[Collected data]

^^^^^^^^^^^^^^^^

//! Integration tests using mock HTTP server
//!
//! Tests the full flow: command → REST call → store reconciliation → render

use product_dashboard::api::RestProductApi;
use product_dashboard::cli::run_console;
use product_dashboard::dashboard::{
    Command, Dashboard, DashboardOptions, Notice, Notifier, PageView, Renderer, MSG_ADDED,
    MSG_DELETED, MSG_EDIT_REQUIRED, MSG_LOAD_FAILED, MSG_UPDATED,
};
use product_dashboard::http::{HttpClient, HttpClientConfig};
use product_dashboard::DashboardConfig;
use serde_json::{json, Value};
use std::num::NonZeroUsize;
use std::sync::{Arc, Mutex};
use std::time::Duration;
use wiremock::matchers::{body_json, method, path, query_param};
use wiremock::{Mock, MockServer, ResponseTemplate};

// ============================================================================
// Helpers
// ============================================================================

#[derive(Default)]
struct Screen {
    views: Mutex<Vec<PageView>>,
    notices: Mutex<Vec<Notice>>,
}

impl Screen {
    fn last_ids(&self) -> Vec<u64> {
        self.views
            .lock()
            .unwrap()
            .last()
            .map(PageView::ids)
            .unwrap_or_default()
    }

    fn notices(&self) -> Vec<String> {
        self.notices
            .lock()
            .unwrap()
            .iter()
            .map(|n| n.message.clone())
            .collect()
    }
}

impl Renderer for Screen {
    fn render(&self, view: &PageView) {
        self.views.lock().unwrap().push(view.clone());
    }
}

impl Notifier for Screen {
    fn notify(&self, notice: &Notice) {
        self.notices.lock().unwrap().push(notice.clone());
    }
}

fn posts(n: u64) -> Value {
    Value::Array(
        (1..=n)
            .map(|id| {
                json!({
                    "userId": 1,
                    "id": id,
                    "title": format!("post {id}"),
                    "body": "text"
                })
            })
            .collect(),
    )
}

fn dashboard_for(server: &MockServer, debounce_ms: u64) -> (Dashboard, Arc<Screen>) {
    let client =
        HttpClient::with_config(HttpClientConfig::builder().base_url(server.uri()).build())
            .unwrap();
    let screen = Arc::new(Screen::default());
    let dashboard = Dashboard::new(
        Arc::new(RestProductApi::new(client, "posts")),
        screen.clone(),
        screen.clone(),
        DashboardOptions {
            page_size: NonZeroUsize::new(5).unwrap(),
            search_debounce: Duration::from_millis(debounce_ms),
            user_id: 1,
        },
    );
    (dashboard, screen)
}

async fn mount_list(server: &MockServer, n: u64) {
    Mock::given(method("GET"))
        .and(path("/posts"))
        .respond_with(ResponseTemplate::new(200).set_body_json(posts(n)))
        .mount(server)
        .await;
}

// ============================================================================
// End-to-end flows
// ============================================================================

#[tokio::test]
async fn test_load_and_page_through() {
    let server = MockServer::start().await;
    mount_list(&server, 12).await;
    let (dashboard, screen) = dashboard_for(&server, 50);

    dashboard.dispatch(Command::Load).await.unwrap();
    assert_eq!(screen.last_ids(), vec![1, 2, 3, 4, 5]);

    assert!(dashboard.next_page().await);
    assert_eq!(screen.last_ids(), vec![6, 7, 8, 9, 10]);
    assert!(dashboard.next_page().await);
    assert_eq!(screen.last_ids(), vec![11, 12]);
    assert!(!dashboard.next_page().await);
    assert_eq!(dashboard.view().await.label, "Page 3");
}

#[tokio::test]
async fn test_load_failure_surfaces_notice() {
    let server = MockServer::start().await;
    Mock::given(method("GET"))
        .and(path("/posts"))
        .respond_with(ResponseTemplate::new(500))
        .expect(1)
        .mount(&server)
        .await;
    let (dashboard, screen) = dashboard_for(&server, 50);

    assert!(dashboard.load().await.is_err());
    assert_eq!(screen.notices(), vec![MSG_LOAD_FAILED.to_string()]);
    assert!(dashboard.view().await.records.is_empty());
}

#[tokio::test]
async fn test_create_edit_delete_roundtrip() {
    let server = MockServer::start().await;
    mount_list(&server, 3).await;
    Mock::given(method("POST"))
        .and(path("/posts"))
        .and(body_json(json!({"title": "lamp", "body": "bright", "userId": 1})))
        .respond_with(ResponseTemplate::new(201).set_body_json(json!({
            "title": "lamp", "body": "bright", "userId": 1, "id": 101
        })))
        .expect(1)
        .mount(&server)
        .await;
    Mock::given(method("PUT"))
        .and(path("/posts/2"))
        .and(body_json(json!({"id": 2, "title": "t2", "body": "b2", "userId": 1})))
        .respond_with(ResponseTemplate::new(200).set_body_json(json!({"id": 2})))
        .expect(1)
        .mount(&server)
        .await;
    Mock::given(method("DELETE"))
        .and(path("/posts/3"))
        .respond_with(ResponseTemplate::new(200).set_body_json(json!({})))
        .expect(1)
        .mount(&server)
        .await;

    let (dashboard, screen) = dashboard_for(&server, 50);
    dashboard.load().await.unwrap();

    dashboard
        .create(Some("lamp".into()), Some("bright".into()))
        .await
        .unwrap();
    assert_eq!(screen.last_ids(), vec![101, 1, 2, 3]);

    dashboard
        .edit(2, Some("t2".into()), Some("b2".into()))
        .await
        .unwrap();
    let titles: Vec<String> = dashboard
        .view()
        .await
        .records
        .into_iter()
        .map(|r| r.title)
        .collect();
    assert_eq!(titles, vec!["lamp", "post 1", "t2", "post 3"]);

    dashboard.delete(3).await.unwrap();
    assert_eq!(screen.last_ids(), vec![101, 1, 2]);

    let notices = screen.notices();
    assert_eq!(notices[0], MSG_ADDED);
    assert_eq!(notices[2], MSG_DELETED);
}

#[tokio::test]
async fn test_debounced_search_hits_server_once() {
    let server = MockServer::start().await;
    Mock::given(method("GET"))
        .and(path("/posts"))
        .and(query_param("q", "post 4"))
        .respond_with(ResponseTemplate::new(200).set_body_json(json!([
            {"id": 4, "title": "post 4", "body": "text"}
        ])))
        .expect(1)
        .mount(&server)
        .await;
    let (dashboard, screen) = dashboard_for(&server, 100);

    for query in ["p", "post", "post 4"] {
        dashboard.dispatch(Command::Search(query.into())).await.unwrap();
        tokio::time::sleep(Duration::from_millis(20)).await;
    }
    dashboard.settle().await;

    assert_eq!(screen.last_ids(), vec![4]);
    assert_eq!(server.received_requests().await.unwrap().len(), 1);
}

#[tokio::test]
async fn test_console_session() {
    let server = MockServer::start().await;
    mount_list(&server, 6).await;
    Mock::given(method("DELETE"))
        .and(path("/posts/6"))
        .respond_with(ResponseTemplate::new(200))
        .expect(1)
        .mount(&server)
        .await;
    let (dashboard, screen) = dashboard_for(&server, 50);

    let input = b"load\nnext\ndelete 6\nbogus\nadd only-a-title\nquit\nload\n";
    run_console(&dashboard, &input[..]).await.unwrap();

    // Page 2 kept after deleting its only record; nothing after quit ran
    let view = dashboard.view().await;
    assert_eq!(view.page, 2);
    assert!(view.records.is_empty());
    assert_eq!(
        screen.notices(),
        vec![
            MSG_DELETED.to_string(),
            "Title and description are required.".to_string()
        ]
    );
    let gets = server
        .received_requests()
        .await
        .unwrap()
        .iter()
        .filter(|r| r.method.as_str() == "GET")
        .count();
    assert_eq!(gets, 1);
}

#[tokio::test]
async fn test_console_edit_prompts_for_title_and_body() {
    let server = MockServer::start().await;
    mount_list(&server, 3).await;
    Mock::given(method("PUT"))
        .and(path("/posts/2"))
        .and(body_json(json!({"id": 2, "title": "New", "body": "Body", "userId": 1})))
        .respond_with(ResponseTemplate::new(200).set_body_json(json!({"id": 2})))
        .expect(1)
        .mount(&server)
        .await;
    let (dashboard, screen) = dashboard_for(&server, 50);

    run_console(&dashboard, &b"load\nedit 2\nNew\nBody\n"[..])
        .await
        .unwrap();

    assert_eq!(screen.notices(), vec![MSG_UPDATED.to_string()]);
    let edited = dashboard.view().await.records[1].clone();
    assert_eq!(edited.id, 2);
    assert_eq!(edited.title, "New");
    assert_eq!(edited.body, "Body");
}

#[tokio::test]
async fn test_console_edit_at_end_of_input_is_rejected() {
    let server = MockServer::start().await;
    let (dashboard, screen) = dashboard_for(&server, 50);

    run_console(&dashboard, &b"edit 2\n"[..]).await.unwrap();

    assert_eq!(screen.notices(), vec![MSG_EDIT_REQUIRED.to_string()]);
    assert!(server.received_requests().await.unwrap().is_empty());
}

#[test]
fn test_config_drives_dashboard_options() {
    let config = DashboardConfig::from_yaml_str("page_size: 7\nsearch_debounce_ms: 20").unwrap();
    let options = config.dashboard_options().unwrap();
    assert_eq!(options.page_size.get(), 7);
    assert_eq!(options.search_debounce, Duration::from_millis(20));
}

^^^^^^^^^^^^^^^^

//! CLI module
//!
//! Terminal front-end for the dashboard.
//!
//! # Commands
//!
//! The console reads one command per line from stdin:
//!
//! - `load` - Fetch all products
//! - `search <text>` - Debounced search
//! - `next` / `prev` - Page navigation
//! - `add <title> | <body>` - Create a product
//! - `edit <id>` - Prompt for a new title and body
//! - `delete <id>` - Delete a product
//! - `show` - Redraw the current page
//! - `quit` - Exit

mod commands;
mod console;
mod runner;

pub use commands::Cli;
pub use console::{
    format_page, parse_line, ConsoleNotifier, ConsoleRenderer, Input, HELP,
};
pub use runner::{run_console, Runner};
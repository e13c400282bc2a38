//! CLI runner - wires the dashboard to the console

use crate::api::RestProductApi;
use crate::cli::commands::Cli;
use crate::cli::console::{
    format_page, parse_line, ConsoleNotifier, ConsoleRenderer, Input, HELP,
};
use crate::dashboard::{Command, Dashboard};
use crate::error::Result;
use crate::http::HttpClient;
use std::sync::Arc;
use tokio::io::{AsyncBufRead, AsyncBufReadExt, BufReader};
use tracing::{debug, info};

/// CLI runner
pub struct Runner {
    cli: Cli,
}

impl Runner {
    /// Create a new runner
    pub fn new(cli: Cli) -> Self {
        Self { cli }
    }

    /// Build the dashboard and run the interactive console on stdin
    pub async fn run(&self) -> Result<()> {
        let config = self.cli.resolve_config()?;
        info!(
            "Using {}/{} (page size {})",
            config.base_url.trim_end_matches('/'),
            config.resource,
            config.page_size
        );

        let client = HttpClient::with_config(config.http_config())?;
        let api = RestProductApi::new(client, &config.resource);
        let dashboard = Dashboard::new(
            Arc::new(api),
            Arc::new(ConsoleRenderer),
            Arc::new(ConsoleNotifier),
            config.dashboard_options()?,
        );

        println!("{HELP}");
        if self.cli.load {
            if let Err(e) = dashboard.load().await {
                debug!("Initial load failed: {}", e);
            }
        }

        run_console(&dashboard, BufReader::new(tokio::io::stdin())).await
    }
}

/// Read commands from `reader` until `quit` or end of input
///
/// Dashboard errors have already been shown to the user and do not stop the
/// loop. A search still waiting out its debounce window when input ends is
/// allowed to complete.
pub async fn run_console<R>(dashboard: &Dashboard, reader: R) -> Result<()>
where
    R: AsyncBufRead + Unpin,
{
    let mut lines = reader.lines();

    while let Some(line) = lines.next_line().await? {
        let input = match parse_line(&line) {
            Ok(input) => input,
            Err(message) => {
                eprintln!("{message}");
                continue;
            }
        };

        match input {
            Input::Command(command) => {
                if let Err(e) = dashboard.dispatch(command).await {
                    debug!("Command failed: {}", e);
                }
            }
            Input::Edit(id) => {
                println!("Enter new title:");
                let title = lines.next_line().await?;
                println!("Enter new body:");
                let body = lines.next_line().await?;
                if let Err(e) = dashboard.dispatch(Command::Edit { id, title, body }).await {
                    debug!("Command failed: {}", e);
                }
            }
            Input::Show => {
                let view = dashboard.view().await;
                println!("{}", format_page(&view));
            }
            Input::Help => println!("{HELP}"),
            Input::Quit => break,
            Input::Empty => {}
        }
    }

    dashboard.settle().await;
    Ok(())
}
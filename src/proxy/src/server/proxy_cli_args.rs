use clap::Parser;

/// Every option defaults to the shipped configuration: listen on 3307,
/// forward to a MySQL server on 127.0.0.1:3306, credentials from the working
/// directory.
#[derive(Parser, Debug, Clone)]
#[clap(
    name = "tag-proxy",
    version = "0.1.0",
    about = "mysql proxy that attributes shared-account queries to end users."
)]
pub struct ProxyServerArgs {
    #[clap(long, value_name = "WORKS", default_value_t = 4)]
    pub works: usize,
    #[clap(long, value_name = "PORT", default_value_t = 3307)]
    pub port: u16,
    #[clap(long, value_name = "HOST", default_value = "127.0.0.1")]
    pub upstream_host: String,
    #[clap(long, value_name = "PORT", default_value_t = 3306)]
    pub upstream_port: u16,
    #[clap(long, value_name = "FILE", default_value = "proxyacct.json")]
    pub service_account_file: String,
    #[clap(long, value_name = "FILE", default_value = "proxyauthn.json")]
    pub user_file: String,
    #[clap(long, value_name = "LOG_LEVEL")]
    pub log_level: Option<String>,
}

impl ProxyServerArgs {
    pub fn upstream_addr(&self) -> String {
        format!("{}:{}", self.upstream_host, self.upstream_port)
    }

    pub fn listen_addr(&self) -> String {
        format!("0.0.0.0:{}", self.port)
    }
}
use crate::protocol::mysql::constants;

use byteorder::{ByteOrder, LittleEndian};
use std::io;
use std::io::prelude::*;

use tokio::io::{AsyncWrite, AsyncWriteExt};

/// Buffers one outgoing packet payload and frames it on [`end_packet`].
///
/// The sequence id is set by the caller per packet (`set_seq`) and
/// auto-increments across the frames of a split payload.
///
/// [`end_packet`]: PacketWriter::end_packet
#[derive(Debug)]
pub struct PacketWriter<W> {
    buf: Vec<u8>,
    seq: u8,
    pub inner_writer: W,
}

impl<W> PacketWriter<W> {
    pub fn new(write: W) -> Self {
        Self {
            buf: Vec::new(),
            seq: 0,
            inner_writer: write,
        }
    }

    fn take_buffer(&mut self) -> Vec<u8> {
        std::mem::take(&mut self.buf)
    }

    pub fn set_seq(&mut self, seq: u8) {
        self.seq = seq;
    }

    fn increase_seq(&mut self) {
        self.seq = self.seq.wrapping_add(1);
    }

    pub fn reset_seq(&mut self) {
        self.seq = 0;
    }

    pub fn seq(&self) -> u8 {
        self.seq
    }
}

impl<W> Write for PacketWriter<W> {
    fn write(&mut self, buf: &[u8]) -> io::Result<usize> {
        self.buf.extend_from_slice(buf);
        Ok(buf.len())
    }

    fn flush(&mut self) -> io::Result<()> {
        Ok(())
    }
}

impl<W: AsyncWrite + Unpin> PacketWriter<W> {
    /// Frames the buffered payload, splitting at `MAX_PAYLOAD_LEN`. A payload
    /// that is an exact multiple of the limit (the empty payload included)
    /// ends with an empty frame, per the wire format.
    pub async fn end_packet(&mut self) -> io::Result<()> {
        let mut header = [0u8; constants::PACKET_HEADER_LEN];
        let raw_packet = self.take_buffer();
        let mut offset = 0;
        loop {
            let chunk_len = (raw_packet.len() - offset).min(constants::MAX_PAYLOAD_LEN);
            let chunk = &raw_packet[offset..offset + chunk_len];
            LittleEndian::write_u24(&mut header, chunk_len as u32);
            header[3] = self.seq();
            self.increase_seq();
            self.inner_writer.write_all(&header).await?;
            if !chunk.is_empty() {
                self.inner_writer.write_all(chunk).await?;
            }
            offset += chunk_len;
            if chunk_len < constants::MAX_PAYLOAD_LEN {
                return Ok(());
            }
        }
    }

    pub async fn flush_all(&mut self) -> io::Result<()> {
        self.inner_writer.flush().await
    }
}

^^^^^^^^^^^^^^^^

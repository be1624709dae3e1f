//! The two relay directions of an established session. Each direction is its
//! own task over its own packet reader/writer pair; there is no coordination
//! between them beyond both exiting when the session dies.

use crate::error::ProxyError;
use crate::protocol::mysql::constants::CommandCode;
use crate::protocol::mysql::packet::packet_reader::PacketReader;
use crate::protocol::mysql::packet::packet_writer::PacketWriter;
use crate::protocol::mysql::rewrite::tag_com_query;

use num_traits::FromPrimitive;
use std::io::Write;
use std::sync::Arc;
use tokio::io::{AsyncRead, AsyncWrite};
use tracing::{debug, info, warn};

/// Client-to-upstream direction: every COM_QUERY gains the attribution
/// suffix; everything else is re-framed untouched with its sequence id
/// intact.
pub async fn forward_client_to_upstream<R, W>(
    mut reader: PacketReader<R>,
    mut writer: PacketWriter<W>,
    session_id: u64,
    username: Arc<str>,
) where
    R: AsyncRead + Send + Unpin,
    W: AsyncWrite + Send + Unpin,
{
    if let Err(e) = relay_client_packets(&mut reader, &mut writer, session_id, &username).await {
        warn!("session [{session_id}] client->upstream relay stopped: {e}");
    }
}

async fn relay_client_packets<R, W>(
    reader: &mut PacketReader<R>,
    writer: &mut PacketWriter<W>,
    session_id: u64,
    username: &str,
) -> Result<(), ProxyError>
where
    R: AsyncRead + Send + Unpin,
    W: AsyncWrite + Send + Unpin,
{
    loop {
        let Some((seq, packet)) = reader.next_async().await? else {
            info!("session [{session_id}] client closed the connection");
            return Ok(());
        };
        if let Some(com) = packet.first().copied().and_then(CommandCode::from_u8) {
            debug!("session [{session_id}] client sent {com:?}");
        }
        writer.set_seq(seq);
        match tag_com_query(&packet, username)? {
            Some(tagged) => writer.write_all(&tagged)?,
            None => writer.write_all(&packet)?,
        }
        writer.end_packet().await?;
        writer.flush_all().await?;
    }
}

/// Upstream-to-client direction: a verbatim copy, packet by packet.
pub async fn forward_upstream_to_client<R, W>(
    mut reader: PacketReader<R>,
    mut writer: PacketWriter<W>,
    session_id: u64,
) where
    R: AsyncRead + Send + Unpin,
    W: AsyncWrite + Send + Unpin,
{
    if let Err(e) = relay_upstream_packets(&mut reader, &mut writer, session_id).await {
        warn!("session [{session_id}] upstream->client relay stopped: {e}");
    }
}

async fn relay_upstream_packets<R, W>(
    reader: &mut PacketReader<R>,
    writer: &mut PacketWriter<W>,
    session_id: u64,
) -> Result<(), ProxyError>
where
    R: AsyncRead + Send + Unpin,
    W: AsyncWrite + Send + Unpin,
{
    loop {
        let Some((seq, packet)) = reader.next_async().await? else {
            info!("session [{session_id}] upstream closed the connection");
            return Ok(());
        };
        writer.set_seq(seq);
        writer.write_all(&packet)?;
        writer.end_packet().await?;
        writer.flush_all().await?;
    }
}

^^^^^^^^^^^^^^^^

■ Task details
Make a copy of each line in the records above that has the word "LittleEndian".

■ Expected output
use byteorder::{ByteOrder, LittleEndian};
            LittleEndian::write_u24(&mut header, chunk_len as u32);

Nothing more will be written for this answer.